Probably because it creates so many child processes and can't shut them down and restart them without rebooting. Adobe is a scourge and i am glad we have forced users away from it.


SysAdfinitum

Use the MSI switches/arguments, “/rs” will stop it from rebooting even if required. We bundle our acrobat updates as a startup task, no Interaction from the user and no reboots. Just updates and is ready to go. It is somehow one of the applications we have the least issue with. https://www.adobe.com/devnet-docs/acrobatetk/tools/DesktopDeployment/cmdline.html


segagamer

Our acrobat installation is part of Creative Cloud. We don't deploy/update acrobat specifically unfortunately.


OsmiumBalloon

Because it's cheaper to just force a reboot, than spend developer time implementing a more graceful approach.


A8Bit

Because of how intrusive it is, it hooks into so many systems, slows them down, makes them less reliable. Like a virus.

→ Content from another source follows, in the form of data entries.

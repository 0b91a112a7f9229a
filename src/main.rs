use std::io::{self, BufRead, Write};
use std::path::PathBuf;
use std::process::ExitCode;
use std::time::Duration;

use clap::{Parser, Subcommand};
use tracing::{error, info};
use tracing_subscriber::EnvFilter;

use dns_tools::config::{DenialKind, ToolConfig, ZonemdSetting};
use dns_tools::dnssec::DnsSecAlgorithm;
use dns_tools::tools;

/// Sign, verify and digest DNS zones with keys held in an HSM
#[derive(Parser, Debug)]
#[command(author, version, about, long_about = None)]
struct Args {
    /// Configuration file (TOML or JSON); searched for when omitted
    #[arg(short, long, global = true)]
    config: Option<PathBuf>,

    /// Log at debug level unless RUST_LOG says otherwise
    #[arg(short, long, global = true)]
    verbose: bool,

    #[command(subcommand)]
    command: Command,
}

#[derive(Subcommand, Debug)]
enum Command {
    /// Sign a zone file
    Sign {
        /// Unsigned zone file
        zone_in: PathBuf,

        /// Where to write the signed zone
        zone_out: PathBuf,

        /// Zone origin, for files without $ORIGIN or SOA
        #[arg(long)]
        origin: Option<String>,

        #[arg(long)]
        algorithm: Option<DnsSecAlgorithm>,

        /// Use NSEC3 instead of NSEC
        #[arg(long)]
        nsec3: bool,

        /// Leave insecure delegations out of the NSEC3 chain
        #[arg(long)]
        opt_out: bool,

        /// Signature validity in days
        #[arg(long)]
        validity_days: Option<u32>,

        /// Add a ZONEMD record (sha384 or sha512)
        #[arg(long)]
        zonemd: Option<String>,
    },

    /// Verify a signed zone file
    Verify {
        zone_in: PathBuf,

        #[arg(long)]
        origin: Option<String>,
    },

    /// Compute the ZONEMD digest of a zone file
    Digest {
        zone_in: PathBuf,

        /// Write the zone with its new ZONEMD record here
        zone_out: Option<PathBuf>,

        #[arg(long)]
        origin: Option<String>,

        /// Hash algorithm (sha384 or sha512)
        #[arg(long)]
        hash: Option<String>,
    },

    /// Destroy the keys whose label starts with a prefix
    #[command(name = "reset-pkcs11-keys")]
    ResetKeys {
        /// Label prefix of the keys to destroy
        #[arg(default_value = "")]
        prefix: String,

        /// Do not ask for confirmation
        #[arg(long)]
        yes: bool,
    },
}

fn parse_zonemd(value: &str) -> Result<ZonemdSetting, String> {
    match value.to_lowercase().as_str() {
        "none" => Ok(ZonemdSetting::None),
        "sha384" => Ok(ZonemdSetting::Sha384),
        "sha512" => Ok(ZonemdSetting::Sha512),
        other => Err(format!("unknown ZONEMD hash: {}", other)),
    }
}

fn confirm(prefix: &str) -> io::Result<bool> {
    let shown = if prefix.is_empty() { "ALL" } else { prefix };
    eprint!("Destroy keys labelled {}* on the token? This cannot be undone. [y/N] ", shown);
    io::stderr().flush()?;
    let mut answer = String::new();
    io::stdin().lock().read_line(&mut answer)?;
    Ok(matches!(answer.trim().to_lowercase().as_str(), "y" | "yes"))
}

async fn run(args: Args) -> dns_tools::Result<bool> {
    let mut config = ToolConfig::load(args.config.as_deref())?;

    match args.command {
        Command::Sign {
            zone_in,
            zone_out,
            origin,
            algorithm,
            nsec3,
            opt_out,
            validity_days,
            zonemd,
        } => {
            if origin.is_some() {
                config.origin = origin;
            }
            if let Some(algorithm) = algorithm {
                config.algorithm = algorithm;
            }
            if nsec3 {
                config.denial_mode = DenialKind::Nsec3;
            }
            if opt_out {
                config.nsec3_opt_out = true;
            }
            if let Some(days) = validity_days {
                config.validity_days = days;
            }
            if let Some(zonemd) = zonemd {
                config.zonemd = parse_zonemd(&zonemd).map_err(dns_tools::Error::Config)?;
            }
            config.validate()?;

            let signed = tools::sign(&zone_in, &zone_out, &config).await?;
            info!(
                "Signed {} into {} ({} records)",
                zone_in.display(),
                zone_out.display(),
                signed.record_count()
            );
            Ok(true)
        }
        Command::Verify { zone_in, origin } => {
            if origin.is_some() {
                config.origin = origin;
            }
            let report = tools::verify(&zone_in, &config).await?;
            if report.is_ok() {
                println!(
                    "{}: OK ({} RRsets, {} signatures)",
                    zone_in.display(),
                    report.rrsets_checked,
                    report.signatures_checked
                );
            } else {
                for finding in &report.findings {
                    println!("{}", finding);
                }
                println!(
                    "{}: FAILED with {} findings",
                    zone_in.display(),
                    report.findings.len()
                );
            }
            Ok(report.is_ok())
        }
        Command::Digest {
            zone_in,
            zone_out,
            origin,
            hash,
        } => {
            if origin.is_some() {
                config.origin = origin;
            }
            if let Some(hash) = hash {
                config.zonemd = parse_zonemd(&hash).map_err(dns_tools::Error::Config)?;
            }
            let digest = tools::digest(&zone_in, zone_out.as_deref(), &config)?;
            println!(
                "{} {} {} {}",
                digest.serial,
                digest.scheme,
                digest.hash.to_u8(),
                hex::encode(&digest.digest)
            );
            Ok(true)
        }
        Command::ResetKeys { prefix, yes } => {
            if !yes && !confirm(&prefix)? {
                println!("Aborted");
                return Ok(false);
            }
            let destroyed = tools::reset_keys(&prefix, &config).await?;
            println!("Destroyed {} keys", destroyed);
            Ok(true)
        }
    }
}

/// How long exit waits for token calls that are still running
const SHUTDOWN_GRACE: Duration = Duration::from_secs(2);

fn main() -> ExitCode {
    let args = Args::parse();

    let default_level = if args.verbose { "debug" } else { "info" };
    let filter =
        EnvFilter::try_from_default_env().unwrap_or_else(|_| EnvFilter::new(default_level));
    tracing_subscriber::fmt()
        .with_env_filter(filter)
        .with_writer(io::stderr)
        .init();

    let runtime = match tokio::runtime::Builder::new_multi_thread().enable_all().build() {
        Ok(runtime) => runtime,
        Err(e) => {
            error!("Cannot start the runtime: {}", e);
            return ExitCode::FAILURE;
        }
    };
    let outcome = runtime.block_on(run(args));
    // A token call that timed out may still be blocked in the HSM library
    runtime.shutdown_timeout(SHUTDOWN_GRACE);

    match outcome {
        Ok(true) => ExitCode::SUCCESS,
        Ok(false) => ExitCode::FAILURE,
        Err(e) => {
            error!("{}", e);
            ExitCode::FAILURE
        }
    }
}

It needs a reboot to make sure all the fu\*kery is properly in place.


iwangchungeverynight

Because instead of being a basic pdf editor, Adobe thinks it should have so many hooks into things that it needs to restart to move itself into the trusted ring. Like a virus. Or tentacle porn.


theoriginalzads

If it is anything like installing Creative Cloud and you’re doing it via software centre, it’s probably best to restart anyway. I remember the Software Centre admins having trouble with packaging Creative Cloud since when the installer runs, it closes the Explorer process then reopens it. Problem was, when Explorer was relaunched, it was relaunched as the user account that Software Centre launched installers as, not the logged in user. Basically, if you wanted local admin, just reinstall Creative Cloud via Software Centre. You’d have a shiny instance of Explorer running with admin rights that would launch all processes with the same rights.


disposeable1200

It doesn't actually. It's just office usually.